Colombo A, Bramucci E, Saccà S et al. Keywords: follow-up studies; restenosis; drug-eluting stents; angioplasty

ABSTRACT


BACKGROUND Sirolimus-eluting stents have been reported to be effective in the treatment of coronary bifurcations. Still, it has not been fully clarified which strategy would provide the best results with true bifurcation lesions.


METHODS AND RESULTS - The CACTUS trial (Coronary bifurcations: Application of the Crushing Technique Using Sirolimus-eluting stents) is a prospective, randomized, multicenter study comparing 2 different techniques of stenting, with mandatory final kissing-balloon inflation, in true bifurcations: (1) elective "crush" stenting and (2) stenting of only the main branch, with provisional side-branch T-stenting. From August 2004 to June 2007, 350 patients were enrolled in 12 European centers. The primary angiographic end point was the in-segment restenosis rate, and the primary clinical end point was the occurrence of major adverse cardiac events (cardiac death, myocardial infarction, or target-vessel revascularization) at 6 months. At 6 months, angiographic restenosis rates were not different between the crush group (4.6% and 13.2% in the main branch and side branch, respectively) and the provisional stenting group (6.7% and 14.7% in the main branch and side branch, respectively; P=NS). Additional stenting on the side branch in the provisional stenting group was required in 31% of lesions. Rates of major adverse cardiac events were also similar in the 2 groups (15.8% in the crush group versus 15% in the provisional stenting group, P=NS).

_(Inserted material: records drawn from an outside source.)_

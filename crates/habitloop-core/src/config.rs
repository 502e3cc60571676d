use anyhow::{bail, Context, Result};
use habitloop_remote::{AuthSession, DEFAULT_QUOTE_URL};
use serde::{Deserialize, Serialize};
use std::fs;
use std::path::{Path, PathBuf};

pub const CONFIG_FILE: &str = "config.toml";
pub const SESSION_FILE: &str = "session.json";
pub const DEFAULT_BUCKET: &str = "profile-pictures";

/// Get the local data directory for habitloop.
///
/// # Errors
///
/// Returns an error if the local data directory cannot be determined.
pub fn get_data_dir() -> Result<PathBuf> {
    let mut path =
        dirs::data_local_dir().ok_or_else(|| anyhow::anyhow!("Failed to get local data dir"))?;
    path.push("habitloop");
    Ok(path)
}

#[derive(Debug, Clone, Default, PartialEq, Eq, Serialize, Deserialize)]
#[serde(default)]
pub struct FirebaseConfig {
    pub api_key: String,
    pub project_id: String,
}

#[derive(Debug, Clone, PartialEq, Eq, Serialize, Deserialize)]
#[serde(default)]
pub struct SupabaseConfig {
    pub url: String,
    pub api_key: String,
    pub bucket: String,
}

impl Default for SupabaseConfig {
    fn default() -> Self {
        Self {
            url: String::new(),
            api_key: String::new(),
            bucket: DEFAULT_BUCKET.to_string(),
        }
    }
}

#[derive(Debug, Clone, PartialEq, Eq, Serialize, Deserialize)]
#[serde(default)]
pub struct QuotesConfig {
    pub url: String,
}

impl Default for QuotesConfig {
    fn default() -> Self {
        Self {
            url: DEFAULT_QUOTE_URL.to_string(),
        }
    }
}

/// Backend endpoints and credentials, stored as `config.toml` in the data dir
#[derive(Debug, Clone, Default, PartialEq, Eq, Serialize, Deserialize)]
#[serde(default)]
pub struct AppConfig {
    pub firebase: FirebaseConfig,
    pub supabase: SupabaseConfig,
    pub quotes: QuotesConfig,
}

impl AppConfig {
    /// Every settable key, in display order
    pub const KEYS: [&'static str; 6] = [
        "firebase.api_key",
        "firebase.project_id",
        "supabase.url",
        "supabase.api_key",
        "supabase.bucket",
        "quotes.url",
    ];

    /// Load from the default location, falling back to defaults if absent
    ///
    /// # Errors
    ///
    /// Returns an error if the file exists but cannot be read or parsed
    pub fn load() -> Result<Self> {
        Self::load_from(&get_data_dir()?.join(CONFIG_FILE))
    }

    /// # Errors
    ///
    /// Returns an error if the file exists but cannot be read or parsed
    pub fn load_from(path: &Path) -> Result<Self> {
        if !path.exists() {
            return Ok(Self::default());
        }
        let content = fs::read_to_string(path)
            .with_context(|| format!("Failed to read {}", path.display()))?;
        toml::from_str(&content).with_context(|| format!("Failed to parse {}", path.display()))
    }

    /// # Errors
    ///
    /// Returns an error if the file cannot be written
    pub fn save(&self) -> Result<()> {
        self.save_to(&get_data_dir()?.join(CONFIG_FILE))
    }

    /// # Errors
    ///
    /// Returns an error if the file cannot be written
    pub fn save_to(&self, path: &Path) -> Result<()> {
        if let Some(parent) = path.parent() {
            fs::create_dir_all(parent)?;
        }
        let content = toml::to_string_pretty(self).context("Failed to serialize config")?;
        fs::write(path, content).with_context(|| format!("Failed to write {}", path.display()))
    }

    /// Read a value addressed as `section.key`
    #[must_use]
    pub fn get(&self, key: &str) -> Option<&str> {
        let value = match key {
            "firebase.api_key" => &self.firebase.api_key,
            "firebase.project_id" => &self.firebase.project_id,
            "supabase.url" => &self.supabase.url,
            "supabase.api_key" => &self.supabase.api_key,
            "supabase.bucket" => &self.supabase.bucket,
            "quotes.url" => &self.quotes.url,
            _ => return None,
        };
        Some(value.as_str())
    }

    /// Set a value addressed as `section.key`
    ///
    /// # Errors
    ///
    /// Returns an error for an unknown key
    pub fn set(&mut self, key: &str, value: &str) -> Result<()> {
        let slot = match key {
            "firebase.api_key" => &mut self.firebase.api_key,
            "firebase.project_id" => &mut self.firebase.project_id,
            "supabase.url" => &mut self.supabase.url,
            "supabase.api_key" => &mut self.supabase.api_key,
            "supabase.bucket" => &mut self.supabase.bucket,
            "quotes.url" => &mut self.quotes.url,
            _ => bail!("Unknown config key: {key}"),
        };
        *slot = value.to_string();
        Ok(())
    }
}

/// Signed-in session persisted between CLI runs
#[derive(Debug, Clone)]
pub struct SessionFile {
    path: PathBuf,
}

impl SessionFile {
    #[must_use]
    pub const fn new(path: PathBuf) -> Self {
        Self { path }
    }

    /// # Errors
    ///
    /// Returns an error if the data directory cannot be determined
    pub fn in_data_dir() -> Result<Self> {
        Ok(Self::new(get_data_dir()?.join(SESSION_FILE)))
    }

    /// # Errors
    ///
    /// Returns an error if the file exists but is unreadable or malformed
    pub fn load(&self) -> Result<Option<AuthSession>> {
        if !self.path.exists() {
            return Ok(None);
        }
        let content = fs::read_to_string(&self.path)
            .with_context(|| format!("Failed to read {}", self.path.display()))?;
        let session = serde_json::from_str(&content).context("Failed to parse saved session")?;
        Ok(Some(session))
    }

    /// # Errors
    ///
    /// Returns an error if the file cannot be written
    pub fn save(&self, session: &AuthSession) -> Result<()> {
        if let Some(parent) = self.path.parent() {
            fs::create_dir_all(parent)?;
        }
        let content = serde_json::to_string_pretty(session)?;
        fs::write(&self.path, content)
            .with_context(|| format!("Failed to write {}", self.path.display()))
    }

    /// # Errors
    ///
    /// Returns an error if the file exists but cannot be removed
    pub fn remove(&self) -> Result<()> {
        if self.path.exists() {
            fs::remove_file(&self.path)
                .with_context(|| format!("Failed to remove {}", self.path.display()))?;
        }
        Ok(())
    }
}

CONCLUSIONS - In most bifurcations with a significant stenosis in both branches, a provisional strategy of stenting the main branch only is effective, with the need to implant a second stent on the side branch occurring in approximately one third of cases. The implantation of 2 stents does not appear to be associated with a higher incidence of adverse events at 6 months.